Watkins v. Klein ISD
MEMORANDUM OPINION AND ORDER DENYING 26 Objections/Motion to Amend the Judgment. (Signed by Judge Gray H Miller) Parties notified.(rkonieczny, 4)
UNITED STATES DISTRICT COURT
SOUTHERN DISTRICT OF TEXAS
DOUGLAS T. WATKINS,
KLEIN ISD, et al.,
CIVIL ACTION H-16-3223
MEMORANDUM OPINION & ORDER
Pending before the court is plaintiff Douglas T. Watkins’s motion to amend the judgment.
Dkt. 26. After considering the motion, related documents in the record, and the applicable law, the
court is of the opinion that the motion to amend should be DENIED.
On June 22, 2017, Magistrate Judge Nancy K. Johnson filed a memorandum and
recommendation (“M&R”) recommending that the court grant the defendants’ motion to dismiss
(Dkt. 7), deny Watkins’s motion to grant relief (Dkt. 18), and deny Watkins’s motion for
continuance (Dkt. 15).

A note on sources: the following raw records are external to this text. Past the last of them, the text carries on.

//! Command-line arguments.

use std::path::PathBuf;

use clap::{Args, Parser, Subcommand};

use calc_core::presets::Tier;
use calc_core::ratio::RatioPreset;
use calc_core::units::LengthUnit;

/// Resimix - resin and varnish mix calculator
#[derive(Parser, Debug)]
#[command(name = "resimix")]
#[command(version, about, long_about = None)]
pub struct Cli {
    /// Enable debug logging
    #[arg(short, long, global = true)]
    pub verbose: bool,

    /// Settings file (prices, varnish yield, layer defaults)
    #[arg(long, global = true, value_name = "TOML")]
    pub config: Option<PathBuf>,

    #[command(flatten)]
    pub input: InputArgs,

    #[command(subcommand)]
    pub command: Option<Commands>,
}

/// Project inputs shared by every subcommand.
///
/// Numbers are kept as raw text and coerced the same way the interactive
/// session coerces typed input.
#[derive(Args, Debug, Clone, Default)]
pub struct InputArgs {
    /// Surface length
    #[arg(long, global = true, allow_hyphen_values = true)]
    pub length: Option<String>,

    /// Surface width
    #[arg(long, global = true, allow_hyphen_values = true)]
    pub width: Option<String>,

    /// Unit of length and width (m or cm)
    #[arg(long, global = true)]
    pub unit: Option<LengthUnit>,

    /// Base mix ratio (2:1, 1:1 or 3:1)
    #[arg(long, global = true)]
    pub ratio: Option<RatioPreset>,

    /// Preset layer stack (economy, mid or premium)
    #[arg(long, global = true, conflicts_with = "plan")]
    pub tier: Option<Tier>,

    /// JSON plan file with dimensions and layers
    #[arg(long, global = true, value_name = "JSON")]
    pub plan: Option<PathBuf>,
}

#[derive(Subcommand, Debug)]
pub enum Commands {
    /// Print the per-layer breakdown and project totals
    Calc {
        /// Print as JSON
        #[arg(long)]
        json: bool,
    },

    /// Write the application plan as PDF
    Export {
        /// Output path (defaults to resin_plan_<date>.pdf)
        #[arg(short, long)]
        output: Option<PathBuf>,
    },

    /// List the preset tiers
    Presets {
        /// Print the selected tier as a plan file
        #[arg(long)]
        json: bool,
    },

    /// Line-oriented session (the default)
    Interactive,
}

Id. The M&R advised that any party wishing to object to the M&R must do
so by July 6, 2017. Id. On June 23, 2017, Watkins filed a letter asserting that he did not receive two
pieces of correspondence from the defendants, but acknowledged that he received a copy of
defendants’ motion to dismiss (Dkt. 7) by certified mail return receipt requested. Dkt. 23; see Dkt.
12 (notice of service). On July 6, 2017, the court adopted the M&R in full and issued a final
judgment in favor of defendants. Dkts. 25, 26. As explained in the court’s order, the court construed
Watkins’s June 23, 2017 letter as objections to the M&R. Dkt. 24.
On July 6, 2017, after the final judgment was issued, Watkins filed a letter labeled
“OBJECTIONS to  Memorandum and Recommendations.” Dkt. 26. While not entirely clear,
Watkins objects to the judgment rendered, the Magistrate Judge presiding over the case, and several
docket entries on the court’s electronic filing system as either mislabeled or falsified. Dkt. 26.
Because a final judgment has been rendered, the court construes Watkins’ July 6, 2017 letter as a
motion to amend the judgment. The Fifth Circuit has held that “[t]he relief sought, that to be
granted, or within the power of the Court to grant, should be determined by substance, not a label.”
Edwards v. City of Hous., 78 F.3d 983, 995 (5th Cir. 1996) (citing Bros Inc. v. W.E. Grace Mfg. Co.,
320 F.2d 594, 606 (5th Cir.1963)).
II. LEGAL STANDARD
Motions that challenge a prior judgment on the merits are treated as either a Rule 59(e) or
Rule 60(b) motion. Id. “If the motion is served within  days of the rendition of judgment, the
motion falls under Rule 59(e); if it is served after that time, it falls under Rule 60(b).” Lavespere
v. Niagara Mach. & Tool Works, Inc., 910 F.2d 167, 173 (5th Cir. 1990), abrogated on other
grounds by Little v. Liquid Air Corp., 37 F.3d 1069 (5th Cir. 1994); see also Ford Motor Credit Co.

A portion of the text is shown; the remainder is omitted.